> _Work instruction_
Take the entries below and print, exactly, the stretch from the line containing "use std::sync::Arc;" through the line containing "Health check response", both included.

Data for processing START

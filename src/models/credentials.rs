// SPDX-License-Identifier: MIT
// Copyright 2026 Roland Dreier <roland@rolandd.dev>

//! SFMC API credentials and environment selection.

use serde::{Deserialize, Serialize};
use validator::Validate;

/// Which SFMC tenant endpoints a call goes to.
#[derive(Debug, Clone, Copy, PartialEq, Eq, Hash, Serialize, Deserialize)]
#[serde(rename_all = "lowercase")]
pub enum Environment {
    Developer,
    Production,
}

impl Environment {
    pub fn from_is_prod(is_prod: bool) -> Self {
        if is_prod {
            Environment::Production
        } else {
            Environment::Developer
        }
    }

    pub fn as_str(&self) -> &'static str {
        match self {
            Environment::Developer => "developer",
            Environment::Production => "production",
        }
    }
}

/// A developer/production URL pair.
#[derive(Debug, Clone, PartialEq, Eq, Serialize, Deserialize, Validate)]
pub struct Endpoints {
    #[validate(length(min = 1, message = "developer endpoint is required"))]
    pub developer: String,
    #[validate(length(min = 1, message = "production endpoint is required"))]
    pub production: String,
}

impl Endpoints {
    pub fn select(&self, environment: Environment) -> &str {
        match environment {
            Environment::Developer => &self.developer,
            Environment::Production => &self.production,
        }
    }
}

/// OAuth client-credentials grant parameters.
#[derive(Clone, PartialEq, Eq, Serialize, Deserialize, Validate)]
pub struct Credentials {
    #[validate(length(min = 1, message = "grant_type is required"))]
    pub grant_type: String,
    #[validate(length(min = 1, message = "client_id is required"))]
    pub client_id: String,
    #[validate(length(min = 1, message = "client_secret is required"))]
    pub client_secret: String,
    #[validate(length(min = 1, message = "scope is required"))]
    pub scope: String,
    #[validate(length(min = 1, message = "account_id is required"))]
    pub account_id: String,
}

// Keep the secret out of logs.
impl std::fmt::Debug for Credentials {
    fn fmt(&self, f: &mut std::fmt::Formatter<'_>) -> std::fmt::Result {
        f.debug_struct("Credentials")
            .field("grant_type", &self.grant_type)
            .field("client_id", &self.client_id)
            .field("client_secret", &"<redacted>")
            .field("scope", &self.scope)
            .field("account_id", &self.account_id)
            .finish()
    }
}

impl Credentials {
    /// Form body for the token request.
    pub fn form_params(&self) -> [(&'static str, &str); 5] {
        [
            ("grant_type", self.grant_type.as_str()),
            ("client_id", self.client_id.as_str()),
            ("client_secret", self.client_secret.as_str()),
            ("scope", self.scope.as_str()),
            ("account_id", self.account_id.as_str()),
        ]
    }
}

/// Everything stored under the API settings namespace, minus the cached token.
#[derive(Debug, Clone, Validate)]
pub struct ApiSettings {
    #[validate(nested)]
    pub credentials: Credentials,
    #[validate(nested)]
    pub auth_endpoints: Endpoints,
    pub is_prod: bool,
    /// Log raw SFMC response bodies at info level.
    pub api_debugger: bool,
}

impl ApiSettings {
    pub fn environment(&self) -> Environment {
        Environment::from_is_prod(self.is_prod)
    }

    pub fn auth_endpoint(&self) -> &str {
        self.auth_endpoints.select(self.environment())
    }
}
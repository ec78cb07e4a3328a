// SPDX-License-Identifier: MIT
// Copyright 2026 Roland Dreier <roland@rolandd.dev>

//! Subscription request body sent to SFMC.

use super::mapping::roles;
use serde::{Deserialize, Serialize};
use std::collections::BTreeMap;

/// One `{keys, values}` entry of the subscription request array.
#[derive(Debug, Clone, Default, PartialEq, Eq, Serialize, Deserialize)]
pub struct SubscriptionPayload {
    pub keys: BTreeMap<String, String>,
    #[serde(default, skip_serializing_if = "BTreeMap::is_empty")]
    pub values: BTreeMap<String, String>,
}

impl SubscriptionPayload {
    /// Start a payload with the keys every request carries.
    pub fn new(source_id: &str, timestamp: String) -> Self {
        let mut keys = BTreeMap::new();
        keys.insert(roles::SOURCE_ID.to_string(), source_id.to_string());
        keys.insert(roles::TIME_STAMP.to_string(), timestamp);
        Self {
            keys,
            values: BTreeMap::new(),
        }
    }

    pub fn email(&self) -> Option<&str> {
        self.keys
            .get(roles::EMAIL_ADDRESS)
            .map(String::as_str)
            .filter(|e| !e.trim().is_empty())
    }

    /// Payloads without an email address must never be dispatched.
    pub fn has_email(&self) -> bool {
        self.email().is_some()
    }

    pub fn set_email(&mut self, email: impl Into<String>) {
        self.keys
            .insert(roles::EMAIL_ADDRESS.to_string(), email.into());
    }

    pub fn set_value(&mut self, name: impl Into<String>, value: impl Into<String>) {
        self.values.insert(name.into(), value.into());
    }
}
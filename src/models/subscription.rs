//! Subscription settings shared by the user and webform mappings.

use super::credentials::{Endpoints, Environment};
use validator::Validate;

/// SFMC-side identifiers and the subscription endpoint pair.
#[derive(Debug, Clone, Validate)]
pub struct SubscriptionSettings {
    /// Originating system id, sent as `keys.SourceID`
    #[validate(length(min = 1, message = "source_id is required"))]
    pub source_id: String,
    /// Default subscription id for OptIns/OptOuts
    #[validate(length(min = 1, message = "subscription_id is required"))]
    pub subscription_id: String,
    #[validate(nested)]
    pub endpoints: Endpoints,
}

impl SubscriptionSettings {
    pub fn endpoint(&self, environment: Environment) -> &str {
        self.endpoints.select(environment)
    }
}
//! User model for storage and sync.

use super::record::SyncStatus;
use serde::{Deserialize, Serialize};
use serde_json::Value;
use std::collections::BTreeMap;

/// A platform user account awaiting (or past) subscription sync.
#[derive(Debug, Clone, PartialEq, Serialize, Deserialize)]
pub struct UserRecord {
    /// Platform user id
    pub id: u64,
    /// Account email, sent as `keys.EmailAddress`
    pub email: String,
    /// Custom profile fields keyed by machine name
    #[serde(default)]
    pub fields: BTreeMap<String, Value>,
    #[serde(default, rename = "sfmc_status")]
    pub status: SyncStatus,
}

impl UserRecord {
    pub fn new(id: u64, email: impl Into<String>) -> Self {
        Self {
            id,
            email: email.into(),
            fields: BTreeMap::new(),
            status: SyncStatus::Unset,
        }
    }

    pub fn with_field(mut self, name: impl Into<String>, value: Value) -> Self {
        self.fields.insert(name.into(), value);
        self
    }

    pub fn field(&self, name: &str) -> Option<&Value> {
        self.fields.get(name)
    }
}
// SPDX-License-Identifier: MIT
// Copyright 2026 Roland Dreier <roland@rolandd.dev>

//! HTTP route handlers.

pub mod tasks;
pub mod webform;

use crate::middleware::auth::require_api_token;
use crate::AppState;
use axum::{middleware, routing::get, Json, Router};
use serde::Serialize;
use std::sync::Arc;
use tower_http::trace::{DefaultMakeSpan, DefaultOnResponse, TraceLayer};
use tracing::Level;

#[derive(Serialize)]
pub struct HealthResponse {
    pub status: String,
    pub build_id: String,
}

/// Health check response
async fn health_check() -> Json<HealthResponse> {
    let build_id = option_env!("BUILD_ID").unwrap_or("unknown").to_string();
    Json(HealthResponse {
        status: "ok".to_string(),
        build_id,
    })
}

/// Build the complete router with all routes.
pub fn create_router(state: Arc<AppState>) -> Router {
    let protected_routes = Router::new()
        .merge(webform::routes())
        .merge(tasks::routes())
        .route_layer(middleware::from_fn_with_state(
            state.clone(),
            require_api_token,
        ));

    Router::new()
        .route("/health", get(health_check))
        .merge(protected_routes)
        .layer(
            TraceLayer::new_for_http()
                .make_span_with(DefaultMakeSpan::new().level(Level::INFO))
                .on_response(DefaultOnResponse::new().level(Level::INFO)),
        )
        .with_state(state)
}
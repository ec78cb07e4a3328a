// SPDX-License-Identifier: MIT
// Copyright 2026 Roland Dreier <roland@rolandd.dev>

//! Services module - SFMC sync logic.

pub mod payload;
pub mod sfmc;
pub mod sync;
pub mod token;

pub use payload::PayloadBuilder;
pub use sfmc::{SfmcClient, SfmcError, TokenResponse};
pub use sync::{BatchReport, PendingSummary, SkipReason, SyncFailure, SyncOrchestrator, SyncOutcome};
pub use token::TokenCache;
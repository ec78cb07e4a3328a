// SPDX-License-Identifier: MIT
// Copyright 2026 Roland Dreier <roland@rolandd.dev>

//! SFMC connector: push user records and webform submissions to
//! Salesforce Marketing Cloud subscriptions.
//!
//! This crate provides the sync engine (token cache, payload builder,
//! REST client, orchestrator) and a small HTTP API around it.

pub mod config;
pub mod db;
pub mod error;
pub mod middleware;
pub mod models;
pub mod routes;
pub mod services;
pub mod time_utils;

use config::Config;
use services::SyncOrchestrator;

/// Shared application state.
pub struct AppState {
    pub config: Config,
    pub sync: SyncOrchestrator,
}
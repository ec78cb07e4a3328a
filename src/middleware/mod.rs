// SPDX-License-Identifier: MIT
// Copyright 2026 Roland Dreier <roland@rolandd.dev>

//! Middleware modules.

pub mod auth;

pub use auth::require_api_token;
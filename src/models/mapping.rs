// SPDX-License-Identifier: MIT
// Copyright 2026 Roland Dreier <roland@rolandd.dev>

//! Field mapping tables: local field identifiers to SFMC payload roles.

use serde::{Deserialize, Deserializer, Serialize};
use validator::{Validate, ValidationError};

/// Role names reserved by the SFMC subscription payload.
pub mod roles {
    pub const EMAIL_ADDRESS: &str = "EmailAddress";
    pub const OPT_INS: &str = "OptIns";
    pub const OPT_OUTS: &str = "OptOuts";
    pub const SOURCE_ID: &str = "SourceID";
    pub const TIME_STAMP: &str = "TimeStamp";
}

/// Where a mapped field ends up in the payload.
#[derive(Debug, Clone, PartialEq, Eq)]
pub enum MappingTarget {
    /// `keys.EmailAddress`
    EmailAddress,
    /// `values.OptIns` or `values.OptOuts`, depending on the field value
    OptIns,
    /// Any other SFMC attribute, copied into `values`
    Attribute(String),
}

impl MappingTarget {
    /// Parse a configured target name. Empty means "not mapped".
    pub fn parse(name: &str) -> Option<Self> {
        match name.trim() {
            "" => None,
            roles::EMAIL_ADDRESS => Some(MappingTarget::EmailAddress),
            roles::OPT_INS => Some(MappingTarget::OptIns),
            other => Some(MappingTarget::Attribute(other.to_string())),
        }
    }

    pub fn as_str(&self) -> &str {
        match self {
            MappingTarget::EmailAddress => roles::EMAIL_ADDRESS,
            MappingTarget::OptIns => roles::OPT_INS,
            MappingTarget::Attribute(name) => name,
        }
    }
}

impl Serialize for MappingTarget {
    fn serialize<S: serde::Serializer>(&self, serializer: S) -> Result<S::Ok, S::Error> {
        serializer.serialize_str(self.as_str())
    }
}

fn target_or_unmapped<'de, D>(deserializer: D) -> Result<Option<MappingTarget>, D::Error>
where
    D: Deserializer<'de>,
{
    let raw: Option<String> = Option::deserialize(deserializer)?;
    Ok(raw.as_deref().and_then(MappingTarget::parse))
}

/// One row of a mapping table.
#[derive(Debug, Clone, PartialEq, Eq, Serialize, Deserialize)]
pub struct FieldMapping {
    /// Stable field identifier (user field machine name or webform element key)
    pub source: String,
    /// `None` when the admin left the mapping blank
    #[serde(default, deserialize_with = "target_or_unmapped")]
    pub target: Option<MappingTarget>,
}

impl FieldMapping {
    pub fn new(source: impl Into<String>, target: &str) -> Self {
        Self {
            source: source.into(),
            target: MappingTarget::parse(target),
        }
    }
}

/// Mapping of user entity fields.
#[derive(Debug, Clone, Default, PartialEq, Eq, Serialize, Deserialize)]
pub struct UserMapping {
    #[serde(default)]
    pub enabled: bool,
    /// Overrides the default subscription id when set
    #[serde(default)]
    pub subscription_id: Option<String>,
    #[serde(default)]
    pub fields: Vec<FieldMapping>,
}

/// Mapping of a single webform's elements.
#[derive(Debug, Clone, Default, PartialEq, Eq, Serialize, Deserialize, Validate)]
#[validate(schema(function = "validate_required_roles"))]
pub struct WebformMapping {
    #[serde(default)]
    pub enabled: bool,
    /// Emit `OptOuts` when the opt-in element is empty
    #[serde(default)]
    pub optouts_enabled: bool,
    #[serde(default)]
    pub subscription_id: Option<String>,
    #[serde(default)]
    pub elements: Vec<FieldMapping>,
}

/// Webform element that holds the submit buttons; never mapped.
pub const ACTIONS_ELEMENT: &str = "actions";

impl WebformMapping {
    fn maps_role(&self, role: &MappingTarget) -> bool {
        self.elements
            .iter()
            .filter(|m| m.source != ACTIONS_ELEMENT)
            .any(|m| m.target.as_ref() == Some(role))
    }
}

/// An enabled webform must map both `EmailAddress` and `OptIns`.
fn validate_required_roles(mapping: &WebformMapping) -> Result<(), ValidationError> {
    if !mapping.enabled {
        return Ok(());
    }

    if mapping.maps_role(&MappingTarget::EmailAddress) && mapping.maps_role(&MappingTarget::OptIns)
    {
        return Ok(());
    }

    let mut error = ValidationError::new("missing_required_role");
    error.message = Some("webform must map 'EmailAddress' and 'OptIns' to one of its elements".into());
    Err(error)
}

/// Resolve the subscription id: per-mapping override, else the default.
pub fn resolve_subscription_id<'a>(overridden: Option<&'a str>, default: &'a str) -> &'a str {
    match overridden {
        Some(id) if !id.trim().is_empty() => id,
        _ => default,
    }
}
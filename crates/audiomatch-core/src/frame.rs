//! Sample ingestion and framing
//!
//! Every byte of a decoded PCM payload becomes one signed scalar sample.
//! Sample width and channel interleaving are deliberately not interpreted:
//! the scoring thresholds were tuned against this byte-wise view, so
//! changing it changes every fingerprint.

/// Immutable sequence of scalar samples for one audio source
#[derive(Debug, Clone, Default, PartialEq)]
pub struct SampleStream {
    samples: Vec<f64>,
}

impl SampleStream {
    /// Interpret each PCM payload byte as a signed 8-bit sample
    pub fn from_pcm_bytes(bytes: &[u8]) -> Self {
        Self {
            samples: bytes.iter().map(|&b| b as i8 as f64).collect(),
        }
    }

    pub fn from_samples(samples: Vec<f64>) -> Self {
        Self { samples }
    }

    pub fn len(&self) -> usize {
        self.samples.len()
    }

    pub fn is_empty(&self) -> bool {
        self.samples.is_empty()
    }

    pub fn as_slice(&self) -> &[f64] {
        &self.samples
    }

    /// Number of whole frames of `frame_length` samples
    pub fn frame_count(&self, frame_length: usize) -> usize {
        if frame_length == 0 {
            return 0;
        }
        self.samples.len() / frame_length
    }

    /// Non-overlapping frames of exactly `frame_length` samples.
    ///
    /// A trailing partial frame is dropped. Calling this again restarts
    /// from the first frame.
    pub fn frames(&self, frame_length: usize) -> Frames<'_> {
        Frames {
            inner: self.samples.chunks_exact(frame_length.max(1)),
            empty: frame_length == 0,
        }
    }
}

impl From<Vec<f64>> for SampleStream {
    fn from(samples: Vec<f64>) -> Self {
        Self::from_samples(samples)
    }
}

/// Iterator over the whole frames of a [`SampleStream`]
#[derive(Debug, Clone)]
pub struct Frames<'a> {
    inner: std::slice::ChunksExact<'a, f64>,
    empty: bool,
}

impl<'a> Iterator for Frames<'a> {
    type Item = &'a [f64];

    fn next(&mut self) -> Option<Self::Item> {
        if self.empty {
            return None;
        }
        self.inner.next()
    }

    fn size_hint(&self) -> (usize, Option<usize>) {
        if self.empty {
            (0, Some(0))
        } else {
            self.inner.size_hint()
        }
    }
}

impl ExactSizeIterator for Frames<'_> {}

Data for processing END

> _Exercise output_
use std::sync::Arc;
use tower_http::trace::{DefaultMakeSpan, DefaultOnResponse, TraceLayer};
use tracing::Level;

#[derive(Serialize)]
pub struct HealthResponse {
    pub status: String,
    pub build_id: String,
}

/// Health check response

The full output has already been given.